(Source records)
* * * * *

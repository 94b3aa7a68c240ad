//! Call service (§4.2): builds signed calls, routes them via the
//! primary/secondary/beacon transport policy, and updates the clock from
//! relay responses.

use std::sync::Arc;

use crate::config::RuntimeConfig;
use crate::envelope::{self, DialOrClosePayload, IcePayload, IceSource, OfferOrAnswerPayload, Payload, PushSubscription, RelayResponse, UpdatePayload};
use crate::error::{Error, Result};
use crate::session::SessionService;
use crate::time::TimeService;
use crate::transport::{BeaconTransport, OnMayWorkUnstably, PrimaryTransport, SecondaryTransport};

pub struct CallService {
    session: SessionService,
    time: TimeService,
    config: RuntimeConfig,
    primary: Option<Arc<dyn PrimaryTransport>>,
    secondary: Option<Arc<dyn SecondaryTransport>>,
    beacon: Option<Arc<dyn BeaconTransport>>,
    on_may_work_unstably: Option<OnMayWorkUnstably>,
}

impl CallService {
    pub fn new(
        session: SessionService,
        time: TimeService,
        config: RuntimeConfig,
        primary: Option<Arc<dyn PrimaryTransport>>,
        secondary: Option<Arc<dyn SecondaryTransport>>,
        beacon: Option<Arc<dyn BeaconTransport>>,
    ) -> Self {
        Self { session, time, config, primary, secondary, beacon, on_may_work_unstably: None }
    }

    /// Register the hook fired every time a call has to fall back off the
    /// primary transport (§6 `onMayWorkUnstably`).
    pub fn set_on_may_work_unstably(&mut self, hook: OnMayWorkUnstably) {
        self.on_may_work_unstably = Some(hook);
    }

    pub fn session(&self) -> &SessionService {
        &self.session
    }

    pub fn time(&self) -> &TimeService {
        &self.time
    }

    /// Sign and send any non-`close` payload via the transport fallback
    /// policy (§4.2 steps 1–4).
    pub async fn send(&self, payload: Payload) -> Result<RelayResponse> {
        let envelope = envelope::sign(payload, self.session.identity())?;
        let json = envelope::to_wire_json(&envelope)?;
        self.dispatch(json).await
    }

    pub async fn update(&self, push_subscription: Option<PushSubscription>) -> Result<RelayResponse> {
        self.send(Payload::Update(UpdatePayload {
            sender: self.session.public_key().to_string(),
            push_subscription,
        }))
        .await
    }

    pub async fn dial(&self, recipient: &str, ephemeral_public_key: &str) -> Result<RelayResponse> {
        self.send(Payload::Dial(DialOrClosePayload {
            sender: self.session.public_key().to_string(),
            timestamp: self.time.server_time(),
            recipient: recipient.to_string(),
            ephemeral_public_key: Some(ephemeral_public_key.to_string()),
        }))
        .await
    }

    pub async fn offer(
        &self,
        recipient: &str,
        ephemeral_public_key: &str,
        sealed_description: &str,
    ) -> Result<RelayResponse> {
        self.send(Payload::Offer(self.offer_answer_payload(
            recipient,
            ephemeral_public_key,
            sealed_description,
        )))
        .await
    }

    pub async fn answer(
        &self,
        recipient: &str,
        ephemeral_public_key: &str,
        sealed_description: &str,
    ) -> Result<RelayResponse> {
        self.send(Payload::Answer(self.offer_answer_payload(
            recipient,
            ephemeral_public_key,
            sealed_description,
        )))
        .await
    }

    pub async fn ice(
        &self,
        recipient: &str,
        ephemeral_public_key: &str,
        sealed_candidate: &str,
        source: IceSource,
    ) -> Result<RelayResponse> {
        self.send(Payload::Ice(IcePayload {
            base: self.offer_answer_payload(recipient, ephemeral_public_key, sealed_candidate),
            source,
        }))
        .await
    }

    /// `close` is fire-and-forget via the beacon only (§4.2).
    pub async fn close(&self, recipient: &str) -> Result<()> {
        let payload = Payload::Close(DialOrClosePayload {
            sender: self.session.public_key().to_string(),
            timestamp: self.time.server_time(),
            recipient: recipient.to_string(),
            ephemeral_public_key: None,
        });
        let envelope = envelope::sign(payload, self.session.identity())?;
        let json = envelope::to_wire_json(&envelope)?;
        if let Some(beacon) = &self.beacon {
            beacon.send(json).await;
        }
        Ok(())
    }

    fn offer_answer_payload(
        &self,
        recipient: &str,
        ephemeral_public_key: &str,
        sealed_description: &str,
    ) -> OfferOrAnswerPayload {
        OfferOrAnswerPayload {
            sender: self.session.public_key().to_string(),
            timestamp: self.time.server_time(),
            recipient: recipient.to_string(),
            ephemeral_public_key: ephemeral_public_key.to_string(),
            sealed_description: sealed_description.to_string(),
        }
    }

    async fn dispatch(&self, json: String) -> Result<RelayResponse> {
        if let Some(primary) = &self.primary {
            if primary.is_ready() {
                match primary.send(json.clone()).await {
                    Ok(response) => return self.finalize(response),
                    Err(err) => {
                        tracing::warn!(%err, "primary transport failed, falling back to secondary");
                        if let Some(hook) = &self.on_may_work_unstably {
                            hook("primary transport failed, falling back to secondary");
                        }
                    }
                }
            }
        }

        if let Some(secondary) = &self.secondary {
            match secondary.send(json).await {
                Ok(response) => return self.finalize(response),
                Err(err) => {
                    tracing::warn!(%err, "secondary transport failed");
                }
            }
        }

        Err(Error::TransportUnavailable)
    }

    fn finalize(&self, response: RelayResponse) -> Result<RelayResponse> {
        self.time.record_server_timestamp(response.timestamp);
        if !response.ok {
            return Err(Error::RelayRejected { reason: response.reason.clone().unwrap_or_default() });
        }
        Ok(response)
    }

    pub fn config(&self) -> &RuntimeConfig {
        &self.config
    }
}

#[cfg(test)]
mod tests {
    use super::*;
    use crate::crypto::IdentityKeyPair;
    use crate::transport::mock::MockRelay;

    fn call_service(relay: &MockRelay, session: SessionService) -> CallService {
        let transport = Arc::new(relay.transport());
        CallService::new(
            session,
            TimeService::new(),
            RuntimeConfig::default(),
            Some(transport.clone()),
            Some(transport),
            None,
        )
    }

    #[tokio::test]
    async fn dial_updates_server_time_from_response() {
        let relay = MockRelay::new();
        let session = SessionService::new(IdentityKeyPair::generate());
        let call = call_service(&relay, session);
        let before = call.time().server_time();
        call.dial("someone", "ephpub").await.unwrap();
        assert!(call.time().server_time() >= before);
    }

    #[tokio::test]
    async fn falls_back_to_secondary_when_primary_not_ready() {
        struct NeverReady;
        #[async_trait::async_trait]
        impl PrimaryTransport for NeverReady {
            fn is_ready(&self) -> bool {
                false
            }
            async fn wait_ready(&self) {}
            async fn send(&self, _: String) -> Result<RelayResponse> {
                unreachable!("should never be called while not ready")
            }
        }

        let relay = MockRelay::new();
        let session = SessionService::new(IdentityKeyPair::generate());
        let secondary = Arc::new(relay.transport());
        let call = CallService::new(
            session,
            TimeService::new(),
            RuntimeConfig::default(),
            Some(Arc::new(NeverReady)),
            Some(secondary),
            None,
        );

        let response = call.dial("someone", "ephpub").await.unwrap();
        assert!(response.ok);
    }
}
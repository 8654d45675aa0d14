//! services/api/src/adapters/wav.rs
//!
//! Wraps the synthesis collaborator's raw PCM bytes in a canonical
//! RIFF/WAVE container for file export.

use hound::{WavSpec, WavWriter};
use lessongen_core::audio::{BITS_PER_SAMPLE, CHANNELS, SAMPLE_RATE_HZ};

/// Encodes raw little-endian 16-bit mono PCM into a WAVE file: 24 kHz, one
/// channel, with correctly computed chunk sizes (44-byte header + data).
pub fn pcm16_to_wav(pcm_data: &[u8]) -> Result<Vec<u8>, hound::Error> {
    let mut cursor = std::io::Cursor::new(Vec::new());

    let spec = WavSpec {
        channels: CHANNELS,
        sample_rate: SAMPLE_RATE_HZ,
        bits_per_sample: BITS_PER_SAMPLE,
        sample_format: hound::SampleFormat::Int,
    };

    let mut writer = WavWriter::new(&mut cursor, spec)?;

    // Convert byte array to i16 samples
    for chunk in pcm_data.chunks_exact(2) {
        let sample = i16::from_le_bytes([chunk[0], chunk[1]]);
        writer.write_sample(sample)?;
    }

    writer.finalize()?;
    Ok(cursor.into_inner())
}
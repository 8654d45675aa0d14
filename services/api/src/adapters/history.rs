//! services/api/src/adapters/history.rs
//!
//! This module contains the history-store adapter, the concrete
//! implementation of the `HistoryStore` port. The whole bounded history list
//! is serialized as one JSON blob and kept under a single fixed key in a
//! PostgreSQL key-value table, mirroring the browser local-storage shape it
//! replaces.

use async_trait::async_trait;
use lessongen_core::history::{LessonHistory, HISTORY_STORAGE_KEY};
use lessongen_core::ports::{HistoryStore, PortError, PortResult};
use sqlx::PgPool;
use tracing::warn;

//=========================================================================================
// The Main Adapter Struct
//=========================================================================================

/// A database adapter that implements the `HistoryStore` port.
#[derive(Clone)]
pub struct DbHistoryStore {
    pool: PgPool,
}

impl DbHistoryStore {
    /// Creates a new `DbHistoryStore`.
    pub fn new(pool: PgPool) -> Self {
        Self { pool }
    }

    /// A helper function to run database migrations at startup.
    pub async fn run_migrations(&self) -> Result<(), sqlx::Error> {
        sqlx::migrate!("./migrations").run(&self.pool).await?;
        Ok(())
    }
}

//=========================================================================================
// `HistoryStore` Trait Implementation
//=========================================================================================

#[async_trait]
impl HistoryStore for DbHistoryStore {
    /// Loads the full history list. A missing row means no history yet; an
    /// undecodable blob is logged and treated as empty, never fatal.
    async fn load(&self) -> PortResult<LessonHistory> {
        let row: Option<(Vec<u8>,)> =
            sqlx::query_as("SELECT value FROM kv_store WHERE key = $1")
                .bind(HISTORY_STORAGE_KEY)
                .fetch_optional(&self.pool)
                .await
                .map_err(|e| PortError::Unexpected(e.to_string()))?;

        match row {
            None => Ok(LessonHistory::new()),
            Some((bytes,)) => match serde_json::from_slice(&bytes) {
                Ok(history) => Ok(history),
                Err(e) => {
                    warn!("Failed to load stored lesson history, starting empty: {}", e);
                    Ok(LessonHistory::new())
                }
            },
        }
    }

    /// Writes the full list back under the fixed key (read-modify-write is
    /// the caller's responsibility; append is the sole mutation).
    async fn save(&self, history: &LessonHistory) -> PortResult<()> {
        let bytes =
            serde_json::to_vec(history).map_err(|e| PortError::Unexpected(e.to_string()))?;

        sqlx::query(
            "INSERT INTO kv_store (key, value, updated_at) VALUES ($1, $2, NOW()) \
             ON CONFLICT (key) DO UPDATE SET value = EXCLUDED.value, updated_at = NOW()",
        )
        .bind(HISTORY_STORAGE_KEY)
        .bind(bytes)
        .execute(&self.pool)
        .await
        .map_err(|e| PortError::Unexpected(e.to_string()))?;

        Ok(())
    }
}
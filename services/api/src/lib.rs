//! services/api/src/lib.rs
//!
//! The library crate behind the `api` and `openapi` binaries: configuration,
//! error types, the port adapters, and the web layer.

pub mod adapters;
pub mod config;
pub mod error;
pub mod web;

* * * * *

= Instructions for the task =
Repeat the entries verbatim through the line with "use crate::config::RuntimeConfig;".

= Task result =
repository 94b3aa7a68c240ad
//! Call service (§4.2): builds signed calls, routes them via the
//! primary/secondary/beacon transport policy, and updates the clock from
//! relay responses.

use std::sync::Arc;

use crate::config::RuntimeConfig;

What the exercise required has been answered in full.